In praise of Janet Yellen the Economist – The Register-Guard

Paul Krugman| The New York Times

Its hard to overstate the enthusiasm among economists over Joe Bidens selection of Janet Yellen as the next secretary of the Treasury. Some of this enthusiasm reflects the groundbreaking nature of her appointment. She wont just be the first woman to hold the job; shell be the first person to have held all three of the traditional top U.S. policy positions in economics chair of the Council of Economic Advisers, chair of the Federal Reserve and now Treasury secretary.

And yes, theres a bit of payback for Donald Trump, who denied her a well-earned second term as Fed chair, reportedly in part because he thought she was too short.

But the good news about Yellen goes beyond her ridiculously distinguished career in public service. Before she held office, she was a serious researcher. And she was, in particular, one of the leading figures in an intellectual movement that helped save macroeconomics as a useful discipline when that usefulness was under both external and internal assault.

Before I get there, a word about Yellens time at the Federal Reserve, especially her time on the Feds board in the early 2010s, before she became chair.

At the time, the U.S. economy was slowly clawing its way back from the Great Recession a recovery impeded, not incidentally, by Republicans in Congress who pretended to care about national debt and imposed spending cuts that significantly hurt economic growth. But spending wasnt the only issue of debate; there were also fierce arguments about monetary policy.

Specifically, there were many people on the right condemning the Feds efforts to rescue the economy from the effects of the 2008 financial crisis. Among them, by the way, was Judy Shelton, the totally unqualified hack Trump is still trying to install on the Fed board, who warned in 2009 that the Feds actions would produce ruinous inflation. (Hint: They didnt.)

Even within the Fed, there was a division between hawks worried about inflation and doves who insisted that inflation wasnt a threat in a depressed economy, and that fighting the depression should take priority. Yellen was one of the leading doves and a 2013 analysis by The Wall Street Journal found that she had been the most accurate forecaster among Fed policymakers.

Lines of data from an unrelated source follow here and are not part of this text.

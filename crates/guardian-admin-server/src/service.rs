//! The `SubmitGuardianSetVAA` operation, independent of transport.

use std::sync::Arc;

use guardian_admin_core::{
    guardian_set_update_to_vaa, signing_digest, Digest, GuardianSetUpdateRequest, InvariantError, Vaa,
};
use guardian_admin_inject::Injector;
use tokio::sync::Mutex;
use tracing::info;

use crate::error::SubmitError;
use crate::protocol::SubmitGuardianSetVaaResponse;

type DigestFn = fn(&Vaa) -> Result<Digest, InvariantError>;

/// Admin operations backed by an injection channel.
///
/// Submissions are serialized: build, digest, and enqueue happen under one
/// lock, so the order in which callers are acknowledged is the order in
/// which the core pipeline receives their VAAs.
pub struct AdminService {
    injector: Arc<dyn Injector>,
    submit_lock: Mutex<()>,
    digest: DigestFn,
}

impl AdminService {
    pub fn new(injector: Arc<dyn Injector>) -> Self {
        Self {
            injector,
            submit_lock: Mutex::new(()),
            digest: signing_digest,
        }
    }

    /// Replace the digest step, to exercise the invariant-violation path.
    #[cfg(test)]
    pub(crate) fn with_digest(mut self, digest: DigestFn) -> Self {
        self.digest = digest;
        self
    }

    /// Build a guardian set update VAA, digest it, and queue it for signing.
    ///
    /// On `Ok` the VAA has been enqueued exactly once. On any error nothing
    /// was enqueued.
    pub async fn submit_guardian_set_vaa(
        &self,
        request: &GuardianSetUpdateRequest,
    ) -> Result<SubmitGuardianSetVaaResponse, SubmitError> {
        info!(request = ?request, "guardian set injected via admin socket");

        let _guard = self.submit_lock.lock().await;

        let vaa = guardian_set_update_to_vaa(request)?;
        let digest = (self.digest)(&vaa)?;
        info!(vaa = ?vaa, digest = %digest, "guardian set VAA constructed");

        self.injector.inject(vaa).await?;

        Ok(SubmitGuardianSetVaaResponse { digest })
    }
}

#[cfg(test)]
mod tests {
    use super::*;
    use guardian_admin_core::{Guardian, GuardianAddress, Payload, ValidationError};
    use guardian_admin_inject::{injection_channel, InjectError, InjectionConfig, SendPolicy};

    fn request(keys: &[&str]) -> GuardianSetUpdateRequest {
        GuardianSetUpdateRequest {
            guardians: keys
                .iter()
                .enumerate()
                .map(|(i, k)| Guardian::new(format!("g{i}"), *k))
                .collect(),
            current_set_index: 0,
            timestamp: 1000,
        }
    }

    const KEY_1: &str = "0x0000000000000000000000000000000000000001";
    const KEY_2: &str = "0x0000000000000000000000000000000000000002";

    #[tokio::test]
    async fn test_submit_enqueues_and_returns_digest() {
        let (injector, mut queue) = injection_channel(InjectionConfig::default());
        let service = AdminService::new(Arc::new(injector));

        let response = service.submit_guardian_set_vaa(&request(&[KEY_1])).await.unwrap();
        assert_eq!(
            response.digest,
            Digest::from_hex("e5dd9e86e6c8667d7929100d7454de19955e7bfb8a385caf86e8074164918e62")
                .unwrap()
        );

        let vaa = queue.try_recv().unwrap().unwrap();
        assert_eq!(vaa.signing_digest().unwrap(), response.digest);
        let Payload::GuardianSetUpdate(update) = &vaa.payload;
        assert_eq!(update.new_index, 1);
        assert_eq!(update.keys, vec![GuardianAddress::from_hex(KEY_1).unwrap()]);
        assert_eq!(queue.try_recv().unwrap(), None);
    }

    #[tokio::test]
    async fn test_validation_failure_enqueues_nothing() {
        let (injector, mut queue) = injection_channel(InjectionConfig::default());
        let service = AdminService::new(Arc::new(injector));

        let err = service
            .submit_guardian_set_vaa(&request(&[KEY_1, "not-hex"]))
            .await
            .unwrap_err();
        assert!(matches!(
            err,
            SubmitError::InvalidArgument(ValidationError::MalformedPubkey { index: 1, .. })
        ));

        let err = service.submit_guardian_set_vaa(&request(&[])).await.unwrap_err();
        assert_eq!(err.to_string(), "empty guardian set specified");

        assert_eq!(queue.try_recv().unwrap(), None);
    }

    #[tokio::test]
    async fn test_closed_channel_is_unavailable() {
        let (injector, queue) = injection_channel(InjectionConfig::default());
        drop(queue);
        let service = AdminService::new(Arc::new(injector));

        let err = service.submit_guardian_set_vaa(&request(&[KEY_1])).await.unwrap_err();
        assert!(matches!(err, SubmitError::Unavailable(InjectError::Closed)));
    }

    #[tokio::test]
    async fn test_fail_fast_full_is_unavailable() {
        let (injector, mut queue) = injection_channel(InjectionConfig {
            capacity: 1,
            policy: SendPolicy::FailFast,
        });
        let service = AdminService::new(Arc::new(injector));

        service.submit_guardian_set_vaa(&request(&[KEY_1])).await.unwrap();
        let err = service.submit_guardian_set_vaa(&request(&[KEY_2])).await.unwrap_err();
        assert!(matches!(err, SubmitError::Unavailable(InjectError::Full { capacity: 1 })));

        let first = queue.try_recv().unwrap().unwrap();
        let Payload::GuardianSetUpdate(update) = &first.payload;
        assert_eq!(update.keys[0], GuardianAddress::from_hex(KEY_1).unwrap());
        assert_eq!(queue.try_recv().unwrap(), None);
    }

    #[tokio::test]
    async fn test_identical_requests_same_digest() {
        let (injector, _queue) = injection_channel(InjectionConfig::default());
        let service = AdminService::new(Arc::new(injector));

        let a = service.submit_guardian_set_vaa(&request(&[KEY_1, KEY_2])).await.unwrap();
        let b = service.submit_guardian_set_vaa(&request(&[KEY_1, KEY_2])).await.unwrap();
        assert_eq!(a.digest, b.digest);
    }

    #[tokio::test]
    async fn test_digest_failure_enqueues_nothing() {
        let (injector, mut queue) = injection_channel(InjectionConfig::default());
        let service = AdminService::new(Arc::new(injector))
            .with_digest(|_| Err(InvariantError::UnsupportedVersion(2)));

        let err = service.submit_guardian_set_vaa(&request(&[KEY_1])).await.unwrap_err();
        assert!(matches!(
            err,
            SubmitError::Invariant(InvariantError::UnsupportedVersion(2))
        ));
        assert_eq!(queue.try_recv().unwrap(), None);
    }
}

Why did she get it right? Part of the answer, Id argue, goes back to academic work she did in the 1980s.

At the time, as Ive suggested, useful macroeconomics was under attack. What I mean by useful macroeconomics was the understanding, shared by economists from John Maynard Keynes to Milton Friedman, that monetary and fiscal policy could be used to fight recessions and reduce their economic and human toll.

This understanding didnt fail the test of reality on the contrary, the experience of the early 1980s strongly confirmed the predictions of basic macroeconomics.

But useful economics was under threat.

On one side, right-wing politicians turned away from reality-based economics in favor of crank doctrines, especially the claim that governments can conjure up miraculous growth by cutting taxes on the rich. On the other side, a significant number of economists themselves rejected any role for policy in fighting recessions, claiming that there would be no need for such a role if people were acting rationally in their own interests, and that economic analysis should always assume that people are rational.

Which is where Yellen came in; she was a prominent figure in the rise of new Keynesian economics, which rested on one key insight: People arent stupid, but they arent perfectly rational and self-interested. And even a bit of realism about human behavior restores the case for aggressive policies to fight recessions. In later work Yellen would show that labor market outcomes depend a lot not just on pure dollars-and-cents calculations, but also on perceptions of fairness.

All this may sound abstruse, but I can vouch from my own experience that this work had a huge impact on many young economists basically giving them a license to be sensible.

And it seems to me that theres a direct line from the disciplined realism of Yellens academic research to her success as a policymaker. She was always someone who understood the value of data and models. Indeed, rigorous thinking becomes more, not less important in crazy times like these, when past experience offers little guidance about what we should be doing. But she also never forgot that economics is about people, who arent the emotionless, hyperrational calculating machines economists sometimes wish they were.

Now, none of this means that things will necessarily go well. The race is not to the swift, neither yet bread to the wise, nor yet success to policymakers of understanding, but time and chance happen to them all. Trumps cabinet was a clown show possibly the worst cabinet in Americas history but it wasnt until 2020 that the consequences of the administrations incompetence became fully apparent.

Still, its immensely reassuring to know that economic policy will be made by someone who knows what she is doing.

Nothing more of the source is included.